### WORK TASK
Go through the entries below from the first line and transcribe each one exactly, ending with the line that contains "pub struct Decomposition".

### MATERIAL PROVIDED

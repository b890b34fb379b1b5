//! Spatial decomposition of the periodic cube into patches and compute tasks.
//!
//! Patches form a `grid³` lattice of equal cells. Each patch gets one self task
//! (interactions within the patch) and each unordered pair of adjacent patches
//! one pair task. Adjacency wraps around the periodic boundary.

use std::collections::BTreeSet;

use patch_kernel::{ComputeId, PatchId, Vector};

/// What one compute task works on.
#[derive(Debug, Clone, PartialEq, Eq)]
pub struct TaskSpec {
    pub id: ComputeId,
    /// One patch for a self task, two for a pair task.
    pub patches: Vec<PatchId>,
}

impl TaskSpec {
    pub fn is_self(&self) -> bool {
        self.patches.len() == 1
    }
}

/// Cubic patch grid over `[-half_width, half_width)³`.
#[derive(Debug, Clone, Copy)]
pub struct Decomposition {
    grid: usize,
    half_width: f64,
}

impl Decomposition {
    pub fn new(grid: usize, half_width: f64) -> Self {
        Self {
            grid: grid.max(1),
            half_width,
        }
    }

    pub fn grid(&self) -> usize {
        self.grid
    }

    pub fn edge(&self) -> f64 {
        2.0 * self.half_width
    }

    pub fn num_patches(&self) -> usize {
        self.grid.pow(3)
    }

    pub fn patch_ids(&self) -> Vec<PatchId> {
        (0..self.num_patches() as u32).map(PatchId).collect()
    }

    /// Map a coordinate back into the primary cell.
    pub fn wrap(&self, position: Vector) -> Vector {
        let edge = self.edge();
        let h = self.half_width;
        position.map(|x| {
            let wrapped = x - edge * ((x + h) / edge).floor();
            // rounding can land exactly on the upper face
            if wrapped >= h {
                -h
            } else {
                wrapped
            }
        })
    }

    /// Minimum-image displacement `a - b`.
    pub fn minimum_image(&self, a: Vector, b: Vector) -> Vector {
        let edge = self.edge();
        let mut d = [0.0; 3];
        for axis in 0..3 {
            let raw = a[axis] - b[axis];
            d[axis] = raw - edge * (raw / edge).round();
        }
        d
    }

    /// Patch owning `position` (after wrapping).
    pub fn patch_of(&self, position: Vector) -> PatchId {
        let p = self.wrap(position);
        let cell = |x: f64| -> usize {
            let i = ((x + self.half_width) / self.edge() * self.grid as f64).floor() as usize;
            i.min(self.grid - 1)
        };
        self.patch_at(cell(p[0]), cell(p[1]), cell(p[2]))
    }

    fn patch_at(&self, x: usize, y: usize, z: usize) -> PatchId {
        PatchId((x + self.grid * (y + self.grid * z)) as u32)
    }

    fn coords(&self, patch: PatchId) -> (usize, usize, usize) {
        let i = patch.0 as usize;
        (i % self.grid, (i / self.grid) % self.grid, i / (self.grid * self.grid))
    }

    /// Distinct patches adjacent to `patch` (26-neighbourhood, periodic).
    pub fn neighbors(&self, patch: PatchId) -> BTreeSet<PatchId> {
        let (x, y, z) = self.coords(patch);
        let g = self.grid as isize;
        let shift = |c: usize, d: isize| ((c as isize + d).rem_euclid(g)) as usize;

        let mut out = BTreeSet::new();
        for dz in -1..=1 {
            for dy in -1..=1 {
                for dx in -1..=1 {
                    let q = self.patch_at(shift(x, dx), shift(y, dy), shift(z, dz));
                    if q != patch {
                        out.insert(q);
                    }
                }
            }
        }
        out
    }

    /// Self tasks first (compute id = patch id), then pair tasks.
    pub fn tasks(&self) -> Vec<TaskSpec> {
        let mut tasks: Vec<TaskSpec> = self
            .patch_ids()
            .into_iter()
            .map(|p| TaskSpec {
                id: ComputeId(p.0),
                patches: vec![p],
            })
            .collect();

        let mut pairs = BTreeSet::new();
        for p in self.patch_ids() {
            for q in self.neighbors(p) {
                pairs.insert((p.min(q), p.max(q)));
            }
        }

        let mut next = self.num_patches() as u32;
        for (a, b) in pairs {
            tasks.push(TaskSpec {
                id: ComputeId(next),
                patches: vec![a, b],
            });
            next += 1;
        }
        tasks
    }
}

### YOUR SOLUTION
repository b890b34fb379b1b5
//! Spatial decomposition of the periodic cube into patches and compute tasks.
//!
//! Patches form a `grid³` lattice of equal cells. Each patch gets one self task
//! (interactions within the patch) and each unordered pair of adjacent patches
//! one pair task. Adjacency wraps around the periodic boundary.

use std::collections::BTreeSet;

use patch_kernel::{ComputeId, PatchId, Vector};

/// What one compute task works on.
#[derive(Debug, Clone, PartialEq, Eq)]
pub struct TaskSpec {
    pub id: ComputeId,
    /// One patch for a self task, two for a pair task.
    pub patches: Vec<PatchId>,
}

impl TaskSpec {
    pub fn is_self(&self) -> bool {
        self.patches.len() == 1
    }
}

/// Cubic patch grid over `[-half_width, half_width)³`.
#[derive(Debug, Clone, Copy)]
pub struct Decomposition {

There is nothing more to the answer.